Apparently, the deed through which half of the share of the suit house was
given to the petitioner has not been rescinded on the day on which the Khulla was obtained by the petitioner from her husband and
till yet the unregistered deed remained in her possession. The order of the
Family Court has also not specifically mentioned that what are those privileges
which were bestowed upon the petitioner by her husband and how much were to be
taken back in the exchange of the Khulla, therefore,
without touching the other merits of the case, I have reached to this
conclusion that the petitioner is still the owner to the extent of share on behalf of her late husband and it
will yet to be determined by the trial Court as to whether she is entitled to
the half of her share in the legacy of Khuda Bakhsh or otherwise. I deem it appropriate that she be impleaded as party in the lis
pending between the other legal heirs of late Khuda Bakhsh as the defendants-respondents with the exception of
Respondent No. 1 have shown the willingness in writing for her impleadment.

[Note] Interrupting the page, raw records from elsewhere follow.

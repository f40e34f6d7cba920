use std::collections::hash_map::DefaultHasher;
use std::hash::{Hash, Hasher};
use std::sync::atomic::{AtomicBool, Ordering};
use std::sync::{Arc, Weak};
use std::thread::{self, JoinHandle};
use std::time::Duration;

use metrics::counter;
use parking_lot::Mutex;
use rand::rngs::StdRng;
use rand::{Rng, SeedableRng};
use signal_bus::{BusExt, Subscription};
use tracing::{debug, info, warn};

use crate::config::LightConfig;
use crate::error::LightError;
use crate::id::LightId;
use crate::latch::{SyncLatch, WaitOutcome};
use crate::topics::{self, LightSignal, SharedBus};

#[derive(Debug, Clone, Copy, PartialEq, Eq)]
pub enum Role {
    Follower,
    Master,
}

/// Externally observable state of a light.
#[derive(Debug, Clone, Copy, PartialEq, Eq)]
pub enum Phase {
    /// Created but not started yet.
    Idle,
    Disabled,
    ArbitratingFollower,
    Master,
    Stopped,
}

struct Shared {
    id: LightId,
    label: String,
    config: LightConfig,
    bus: SharedBus,
    state_topic: String,
    toggled_topic: String,
    master: AtomicBool,
    on: AtomicBool,
    enabled: AtomicBool,
    running: AtomicBool,
    latch: SyncLatch,
}

impl Shared {
    fn set_on(&self, on: bool) {
        self.on.store(on, Ordering::Release);
        self.bus.publish(&self.state_topic, LightSignal::State(on));
    }
}

/// One autonomous blinking participant.
///
/// The light listens on `sync` from construction on, but its loop only runs
/// between [`Light::start`] and [`Light::stop`].
pub struct Light {
    shared: Arc<Shared>,
    sync_subscription: Subscription,
    started: AtomicBool,
    worker: Mutex<Option<JoinHandle<()>>>,
}

impl Light {
    pub fn new(id: LightId, config: LightConfig, bus: SharedBus) -> Result<Self, LightError> {
        config.validate()?;

        let shared = Arc::new(Shared {
            label: id.to_string(),
            state_topic: topics::state_topic(&id),
            toggled_topic: topics::toggled_topic(&id),
            id,
            config,
            bus,
            master: AtomicBool::new(false),
            on: AtomicBool::new(false),
            enabled: AtomicBool::new(true),
            running: AtomicBool::new(false),
            latch: SyncLatch::default(),
        });

        let weak: Weak<Shared> = Arc::downgrade(&shared);
        let sync_subscription = shared.bus.on(topics::SYNC, move |_: &LightSignal| {
            if let Some(shared) = weak.upgrade() {
                shared.latch.set();
            }
        });

        Ok(Self {
            shared,
            sync_subscription,
            started: AtomicBool::new(false),
            worker: Mutex::new(None),
        })
    }

    pub fn id(&self) -> &LightId {
        &self.shared.id
    }

    /// Topic carrying this light's on/off edges.
    pub fn signal_name(&self) -> &str {
        &self.shared.state_topic
    }

    pub fn toggled_signal_name(&self) -> &str {
        &self.shared.toggled_topic
    }

    pub fn config(&self) -> &LightConfig {
        &self.shared.config
    }

    pub fn start(&self) -> Result<(), LightError> {
        if self.started.swap(true, Ordering::AcqRel) {
            return Err(LightError::AlreadyStarted(self.shared.id.clone()));
        }

        let shared = self.shared.clone();
        shared.running.store(true, Ordering::Release);
        let spawned = thread::Builder::new()
            .name(format!("light-{}", self.shared.label))
            .spawn(move || LightLoop::new(shared).run());

        match spawned {
            Ok(handle) => {
                *self.worker.lock() = Some(handle);
                Ok(())
            }
            Err(source) => {
                self.shared.running.store(false, Ordering::Release);
                Err(LightError::Spawn {
                    id: self.shared.id.clone(),
                    source,
                })
            }
        }
    }

    /// Asks the loop to exit. A blink hold in progress runs to completion.
    pub fn stop(&self) {
        debug!(light = %self.shared.label, "stop requested");
        self.shared.latch.request_stop();
    }

    /// Waits for the loop thread to finish. Returns immediately when the
    /// light was never started or has already been joined.
    pub fn join(&self) -> Result<(), LightError> {
        let handle = self.worker.lock().take();
        match handle {
            Some(handle) => handle
                .join()
                .map_err(|_| LightError::JoinPanicked(self.shared.id.clone())),
            None => Ok(()),
        }
    }

    pub fn shutdown(&self) -> Result<(), LightError> {
        self.stop();
        self.join()
    }

    pub fn enable(&self) {
        self.shared.enabled.store(true, Ordering::Release);
    }

    pub fn disable(&self) {
        self.shared.enabled.store(false, Ordering::Release);
    }

    pub fn is_enabled(&self) -> bool {
        self.shared.enabled.load(Ordering::Acquire)
    }

    pub fn is_master(&self) -> bool {
        self.shared.master.load(Ordering::Acquire)
    }

    pub fn is_on(&self) -> bool {
        self.shared.on.load(Ordering::Acquire)
    }

    pub fn is_running(&self) -> bool {
        self.shared.running.load(Ordering::Acquire)
    }

    pub fn role(&self) -> Role {
        if self.is_master() {
            Role::Master
        } else {
            Role::Follower
        }
    }

    pub fn phase(&self) -> Phase {
        if !self.is_running() {
            return if self.started.load(Ordering::Acquire) {
                Phase::Stopped
            } else {
                Phase::Idle
            };
        }
        if !self.is_enabled() {
            Phase::Disabled
        } else if self.is_master() {
            Phase::Master
        } else {
            Phase::ArbitratingFollower
        }
    }
}

impl Drop for Light {
    fn drop(&mut self) {
        self.shared.bus.unsubscribe(&self.sync_subscription);
        self.stop();
        if let Err(err) = self.join() {
            warn!(light = %self.shared.label, error = %err, "light loop ended abnormally");
        }
    }
}

#[derive(Debug, Clone, Copy, PartialEq, Eq)]
enum CycleEnd {
    Continue,
    Stopped,
}

/// Clears the running flag however the loop exits.
struct RunningGuard<'a>(&'a AtomicBool);

impl Drop for RunningGuard<'_> {
    fn drop(&mut self) {
        self.0.store(false, Ordering::Release);
    }
}

struct LightLoop {
    shared: Arc<Shared>,
    rng: StdRng,
    was_enabled: bool,
    settling: bool,
}

impl LightLoop {
    fn new(shared: Arc<Shared>) -> Self {
        let rng = match shared.config.rng_seed {
            Some(seed) => {
                let mut hasher = DefaultHasher::new();
                shared.id.hash(&mut hasher);
                StdRng::seed_from_u64(seed ^ hasher.finish())
            }
            None => StdRng::from_entropy(),
        };
        let settling = shared.config.settle_on_start;
        Self {
            shared,
            rng,
            was_enabled: true,
            settling,
        }
    }

    fn run(mut self) {
        let shared = self.shared.clone();
        let _running = RunningGuard(&shared.running);
        info!(light = %shared.label, period = ?shared.config.period, "light loop started");

        while !shared.latch.is_stopping() {
            if !shared.enabled.load(Ordering::Acquire) {
                if self.was_enabled {
                    self.on_disabled();
                }
                if shared.latch.park(shared.config.disabled_poll) {
                    break;
                }
                continue;
            }
            if !self.was_enabled {
                self.on_enabled();
            }

            let end = if shared.master.load(Ordering::Acquire) {
                self.master_cycle()
            } else {
                self.follower_cycle()
            };
            if end == CycleEnd::Stopped {
                break;
            }
        }

        info!(light = %shared.label, "light loop exited");
    }

    fn master_cycle(&mut self) -> CycleEnd {
        let shared = &self.shared;
        let half = shared.config.half_period();

        match shared.latch.wait(half) {
            WaitOutcome::Stopping => return CycleEnd::Stopped,
            WaitOutcome::Signalled => {
                warn!(light = %shared.label, "collision detected, degrading to follower");
                shared.master.store(false, Ordering::Release);
                counter!("light_collisions_total", 1, "light" => shared.label.clone());
                shared.bus.publish(
                    topics::MASTER_COLLISION,
                    LightSignal::Collision(shared.id.clone()),
                );
            }
            WaitOutcome::TimedOut => {
                debug!(light = %shared.label, "emitting sync");
                counter!("light_heartbeats_total", 1, "light" => shared.label.clone());
                shared.bus.publish(topics::SYNC, LightSignal::Heartbeat);
            }
        }

        self.blink(half);
        CycleEnd::Continue
    }

    fn follower_cycle(&mut self) -> CycleEnd {
        let half = self.shared.config.half_period();
        let jitter = self.arbitration_jitter();
        let settling = std::mem::take(&mut self.settling);
        let (timeout, extra) = if settling {
            (self.shared.config.settle_window(), Duration::ZERO)
        } else {
            (half + jitter, jitter)
        };

        let shared = self.shared.clone();
        match shared.latch.wait(timeout) {
            WaitOutcome::Stopping => return CycleEnd::Stopped,
            WaitOutcome::Signalled => {
                debug!(light = %shared.label, "received sync");
                self.blink(half);
            }
            WaitOutcome::TimedOut => {
                debug!(light = %shared.label, ?timeout, "timed out waiting for sync");
                let (_, hold) = self.resolve_timeout(extra);
                self.blink(hold);
            }
        }
        CycleEnd::Continue
    }

    /// Decides the outcome of an expired follower wait. A sync that slipped
    /// in after the deadline keeps the light a follower, with the hold
    /// shortened by `extra` so the next cycle stays in phase.
    fn resolve_timeout(&mut self, extra: Duration) -> (Role, Duration) {
        let shared = &self.shared;
        let half = shared.config.half_period();

        if shared.latch.is_set() {
            info!(
                light = %shared.label,
                "was about to elect itself, but another light did in the meantime"
            );
            counter!("light_election_avoided_total", 1, "light" => shared.label.clone());
            return (Role::Follower, half.saturating_sub(extra));
        }

        info!(light = %shared.label, "electing itself");
        shared.master.store(true, Ordering::Release);
        counter!("light_elections_total", 1, "light" => shared.label.clone());
        shared.bus.publish(topics::SYNC, LightSignal::Heartbeat);
        (Role::Master, half)
    }

    /// On for `hold`, then off. The sync latch is cleared right before the
    /// off edge, which closes every cycle.
    fn blink(&self, hold: Duration) {
        let shared = &self.shared;
        info!(light = %shared.label, ?hold, "blinking");
        counter!("light_blinks_total", 1, "light" => shared.label.clone());

        shared.set_on(true);
        thread::sleep(hold);
        shared.latch.clear();
        shared.set_on(false);
    }

    fn on_disabled(&mut self) {
        let shared = &self.shared;
        if shared.master.swap(false, Ordering::AcqRel) {
            info!(light = %shared.label, "giving up mastership while disabled");
        }
        shared.set_on(false);
        self.was_enabled = false;
        counter!("light_toggles_total", 1, "light" => shared.label.clone());
        shared
            .bus
            .publish(&shared.toggled_topic, LightSignal::Toggled { enabled: false });
        info!(light = %shared.label, "light disabled");
    }

    fn on_enabled(&mut self) {
        let shared = &self.shared;
        // Heartbeats seen while disabled are stale.
        shared.latch.clear();
        self.settling = true;
        self.was_enabled = true;
        counter!("light_toggles_total", 1, "light" => shared.label.clone());
        shared
            .bus
            .publish(&shared.toggled_topic, LightSignal::Toggled { enabled: true });
        info!(light = %shared.label, "light enabled, listening for an ongoing sync wave");
    }

    fn arbitration_jitter(&mut self) -> Duration {
        let max = self.shared.config.max_jitter();
        if max.is_zero() {
            Duration::ZERO
        } else {
            max.mul_f64(self.rng.gen::<f64>())
        }
    }
}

Moreso, in the
absence of her being party to the suit, if an adverse order is passed against
her, she will be deprived of her valuable property and it will give rise to
multiplicity of litigation in the long run, therefore, it is in the fitness of
things that she should be allowed to be impleaded as
a party in the subject suit and hence, the revision petition is accepted, the
judgments and orders of the Courts below are set-aside and the application of
the petitioner for her impleadment as party to the
suit is allowed and she should be entered as defendant by the trial Court by
making addition in the plaint.
(R.A.) Application
allowed.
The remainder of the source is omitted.